Drame de la Garde suisse: version officielle contestée

L'affaire rebondit avec l'entrée en scène de Jacques Vergès. Il en appelle au pape et envisage de porter le dossier devant la justice suisse.
Le 4 mai 1998, les corps d’Alois Estermann, commandant de la Garde suisse, celui de sa femme et celui de l’un de ses subordonnés, Cédric Tornay, étaient retrouvés dans un appartement du Vatican.
Après 9 mois d’enquête, la justice vaticane classait l’affaire en confirmant la thèse avancée dès le début par le Saint-Siège. Le vice-caporal, qui se sentait brimé, a assassiné les époux Estermann pour se venger, avant de se donner la mort.
Mais aujourd’hui, près de 4 ans après les faits, l’affaire rebondit, avec l’entrée en scène de deux avocats parisiens, Jacques Vergès et Luc Brossollet, aux côtés de la mère de Cédric Tornay, qui a d’ailleurs sans cesse, depuis 1998, contesté la version officielle du drame.
« Nous sommes convaincus de l’innocence de Cédric Tornay, a déclaré Me Brossollet, samedi, lors d’une conférence de presse tenue à Martigny, en Valais. Nous avons de nombreuses raisons de penser qu’il n’est pas l’assassin décrit par le Vatican, mais qu’il a été assassiné. »
Requête au pape
Après avoir essuyé le refus de se voir accrédités auprès de la justice du Vatican, Me Vergès et Me Brossollet ont décidé de s’adresser au magistrat suprême, Jean-Paul II lui-même. «Il a le pouvoir d’ordonner la réouverture de l’enquête, ont expliqué les avocats.
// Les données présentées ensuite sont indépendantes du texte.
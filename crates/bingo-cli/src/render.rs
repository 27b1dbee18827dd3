//! Terminal rendering for boards and snapshots.

use bingo_core::{BoardSnapshot, CellSnapshot, SessionSnapshot};
use owo_colors::OwoColorize;

const CELL_WIDTH: usize = 18;

fn format_cell(cell: &CellSnapshot) -> String {
    let name: String = cell.objective.chars().take(CELL_WIDTH - 6).collect();
    let label = format!("{} [{}]", name, cell.weapon_bonus);
    let padded = format!("{:<width$}", label, width = CELL_WIDTH);
    if cell.is_complete {
        padded.green().to_string()
    } else {
        padded
    }
}

pub fn format_board(board: &BoardSnapshot) -> String {
    board
        .rows()
        .map(|row| {
            row.iter()
                .map(format_cell)
                .collect::<Vec<_>>()
                .join(" | ")
        })
        .collect::<Vec<_>>()
        .join("\n")
}

pub fn format_snapshot(snapshot: &SessionSnapshot) -> String {
    let state = if snapshot.running {
        "RUNNING".green().to_string()
    } else {
        "IDLE".yellow().to_string()
    };

    let mut lines = vec![
        format!(
            "State: {}  Difficulty: {}  Boosts: {}{}",
            state,
            snapshot.difficulty,
            snapshot.boosts,
            if snapshot.extra_boost { " +extra" } else { "" }
        ),
        format!(
            "Points: {}  Start: {}  Reroll: {}  Cart: {}  Carts: {}",
            snapshot.balance,
            snapshot.start_cost,
            snapshot.reroll_cost,
            snapshot.carts_cost,
            snapshot.carts
        ),
    ];
    if !snapshot.run_ids.is_empty() {
        lines.push(format!("Runs: {:?}", snapshot.run_ids));
    }
    if let Some(board) = &snapshot.board {
        lines.push(format_board(board));
    }
    lines.join("\n")
}
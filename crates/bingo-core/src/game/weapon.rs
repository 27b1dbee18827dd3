use rand::Rng;
use serde::{Deserialize, Serialize};
use strum::{EnumCount, EnumIter, EnumString, FromRepr, IntoStaticStr};

/// Weapon category attached to a bingo cell as a scoring tag
#[derive(
    Debug,
    Clone,
    Copy,
    PartialEq,
    Eq,
    Hash,
    Serialize,
    Deserialize,
    FromRepr,
    EnumCount,
    EnumIter,
    EnumString,
    IntoStaticStr,
)]
#[repr(u8)]
#[strum(ascii_case_insensitive)]
pub enum WeaponTypeBonus {
    #[strum(serialize = "GS")]
    GreatSword = 0,
    #[strum(serialize = "HBG")]
    HeavyBowgun = 1,
    #[strum(serialize = "HA")]
    Hammer = 2,
    #[strum(serialize = "LA")]
    Lance = 3,
    #[strum(serialize = "SNS")]
    SwordAndShield = 4,
    #[strum(serialize = "LBG")]
    LightBowgun = 5,
    #[strum(serialize = "DS")]
    DualSwords = 6,
    #[strum(serialize = "LS")]
    LongSword = 7,
    #[strum(serialize = "HH")]
    HuntingHorn = 8,
    #[strum(serialize = "GL")]
    Gunlance = 9,
    #[strum(serialize = "BW")]
    Bow = 10,
    #[strum(serialize = "TO")]
    Tonfa = 11,
    #[strum(serialize = "SAF")]
    SwitchAxeF = 12,
    #[strum(serialize = "MS")]
    MagnetSpike = 13,
}

impl WeaponTypeBonus {
    pub fn from_u8(value: u8) -> Option<Self> {
        Self::from_repr(value)
    }

    pub fn short_name(&self) -> &'static str {
        self.into()
    }

    /// Uniform draw over every weapon type
    pub fn random<R: Rng + ?Sized>(rng: &mut R) -> Self {
        let index = rng.gen_range(0..Self::COUNT) as u8;
        // index is always within the discriminant range
        Self::from_repr(index).unwrap_or(Self::GreatSword)
    }
}

impl std::fmt::Display for WeaponTypeBonus {
    fn fmt(&self, f: &mut std::fmt::Formatter<'_>) -> std::fmt::Result {
        write!(f, "{}", self.short_name())
    }
}

#[cfg(test)]
mod tests {
    use super::*;
    use rand::SeedableRng;
    use rand::rngs::StdRng;
    use std::collections::HashSet;

    #[test]
    fn test_discriminants_are_contiguous() {
        for i in 0..WeaponTypeBonus::COUNT as u8 {
            assert!(WeaponTypeBonus::from_u8(i).is_some(), "gap at {}", i);
        }
        assert!(WeaponTypeBonus::from_u8(WeaponTypeBonus::COUNT as u8).is_none());
    }

    #[test]
    fn test_random_covers_full_range() {
        let mut rng = StdRng::seed_from_u64(7);
        let seen: HashSet<_> = (0..2000).map(|_| WeaponTypeBonus::random(&mut rng)).collect();
        assert_eq!(seen.len(), WeaponTypeBonus::COUNT);
    }
}
//! CLI argument parsing tests.
//!
//! These tests verify that command-line arguments are parsed correctly
//! without running a session.

use std::path::PathBuf;

use bingo_core::Difficulty;
use clap::Parser;

// Re-create Args structure for testing since it's not publicly exported
#[derive(Parser)]
#[command(name = "bingo")]
struct Args {
    #[arg(short, long, value_name = "FILE")]
    config: Option<PathBuf>,

    #[command(subcommand)]
    command: Command,
}

#[derive(clap::Subcommand)]
enum Command {
    Board {
        #[arg(long, value_name = "FILE")]
        catalog: PathBuf,
        #[arg(short, long, default_value = "easy")]
        difficulty: Difficulty,
        #[arg(long)]
        seed: Option<u64>,
        #[arg(long)]
        json: bool,
    },
    Play {
        #[arg(long, value_name = "FILE")]
        catalog: PathBuf,
        #[arg(long, value_name = "FILE")]
        script: PathBuf,
        #[arg(long)]
        balance: Option<u64>,
        #[arg(long)]
        seed: Option<u64>,
        #[arg(long)]
        no_history: bool,
        #[arg(long)]
        json: bool,
    },
    Validate {
        #[arg(long, value_name = "FILE")]
        catalog: PathBuf,
    },
}

#[test]
fn test_subcommand_required() {
    assert!(Args::try_parse_from(["bingo"]).is_err());
}

#[test]
fn test_parse_board_defaults() {
    let args = Args::try_parse_from(["bingo", "board", "--catalog", "catalog.json"]).unwrap();
    match args.command {
        Command::Board {
            catalog,
            difficulty,
            seed,
            json,
        } => {
            assert_eq!(catalog, PathBuf::from("catalog.json"));
            assert_eq!(difficulty, Difficulty::Easy);
            assert!(seed.is_none());
            assert!(!json);
        }
        _ => panic!("Expected Board command"),
    }
}

#[test]
fn test_parse_board_extreme_with_seed() {
    let args = Args::try_parse_from([
        "bingo", "board", "--catalog", "c.json", "-d", "EXTREME", "--seed", "42",
    ])
    .unwrap();
    match args.command {
        Command::Board {
            difficulty, seed, ..
        } => {
            assert_eq!(difficulty, Difficulty::Extreme);
            assert_eq!(seed, Some(42));
        }
        _ => panic!("Expected Board command"),
    }
}

#[test]
fn test_parse_board_invalid_difficulty() {
    let result = Args::try_parse_from(["bingo", "board", "--catalog", "c.json", "-d", "ultra"]);
    assert!(result.is_err());
}

#[test]
fn test_parse_play() {
    let args = Args::try_parse_from([
        "bingo",
        "--config",
        "bingo.toml",
        "play",
        "--catalog",
        "c.json",
        "--script",
        "s.txt",
        "--balance",
        "100",
        "--no-history",
    ])
    .unwrap();
    assert_eq!(args.config, Some(PathBuf::from("bingo.toml")));
    match args.command {
        Command::Play {
            script,
            balance,
            no_history,
            json,
            ..
        } => {
            assert_eq!(script, PathBuf::from("s.txt"));
            assert_eq!(balance, Some(100));
            assert!(no_history);
            assert!(!json);
        }
        _ => panic!("Expected Play command"),
    }
}

#[test]
fn test_parse_play_requires_script() {
    let result = Args::try_parse_from(["bingo", "play", "--catalog", "c.json"]);
    assert!(result.is_err());
}

#[test]
fn test_parse_validate() {
    let args = Args::try_parse_from(["bingo", "validate", "--catalog", "c.json"]).unwrap();
    assert!(matches!(args.command, Command::Validate { .. }));
}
Et, espérons-le, de ne pas la confier à la justice vaticane.»
Contre-enquête
Mais revenons aux faits eux-mêmes. Sur quoi se fonde la contre-enquête des avocats français? Leur requête met en avant deux éléments principaux: la manière dont s’est déroulé le drame et la question de la lettre laissée par Cédric Tornay.
Sur le premier point, Mes Vergès et Brossollet opposent aux conclusions du Saint-Siège celles d’une autopsie du corps du vice-caporal Tornay pratiquée, à la demande de la famille, par l’Institut médico-légal de l’Université de Lausanne.
Ils affirment que le trou de sortie de la balle correspond à une balle de 7 millimètres, alors que Cédric Tornay s’est suicidé, selon la version officielle, avec un pistolet de calibre supérieur à 9 mm. De plus, Tornay aurait été frappé à la tête avant de recevoir le coup de feu fatal.
Un faux
Quant à la lettre dans laquelle le jeune Suisse semble annoncer et signer son acte, les avocats y décèlent une multitude d’incohérences et d’erreurs. Elle n’est pas signée. Elle est adressée à la mère de Cédric Tornay, mais utilise un patronyme qu’elle ne portait plus à ce moment là.
Les avocats sont arrivés à la certitude qu’il s’agit d’un faux. «Un texte forgé par un faussaire, proche du Vatican et dont la langue maternelle est l’italien», a précisé Me Brossollet. Et d’ajouter: «On avait besoin d’un élément qui, en l’absence de témoins, laisse croire que Cédric était le double assassin qui se suicidait ensuite.»
Dernier recours: la justice suisse
«On a l’impression, a poursuivit l’avocat parisien, que ceux qui, au Vatican, se sont rendus coupables de cette mise en scène ont imaginé que la mésentente qui existait depuis quelque temps entre le commandant et Cédric offrait une bonne couverture.»
Tous ces coups, assénés par médias interposés, suffiront-ils à faire rouvrir le dossier? Le duo parisien a en fait déjà anticipé une éventuelle réaction négative de Rome à sa demande. Il s’adresserait alors à la justice suisse. «Il y a un précédent», a expliqué Jacques Vergès.
«Cédric est citoyen helvétique, tué à l’étranger. La justice suisse peut enquêter à ce sujet. Il y a eu le cas des victimes d’Augusto Pinochet, où la justice helvétique s’est sentie à ce point concernée qu’elle a réclamé l’extradition à la Grande-Bretagne.»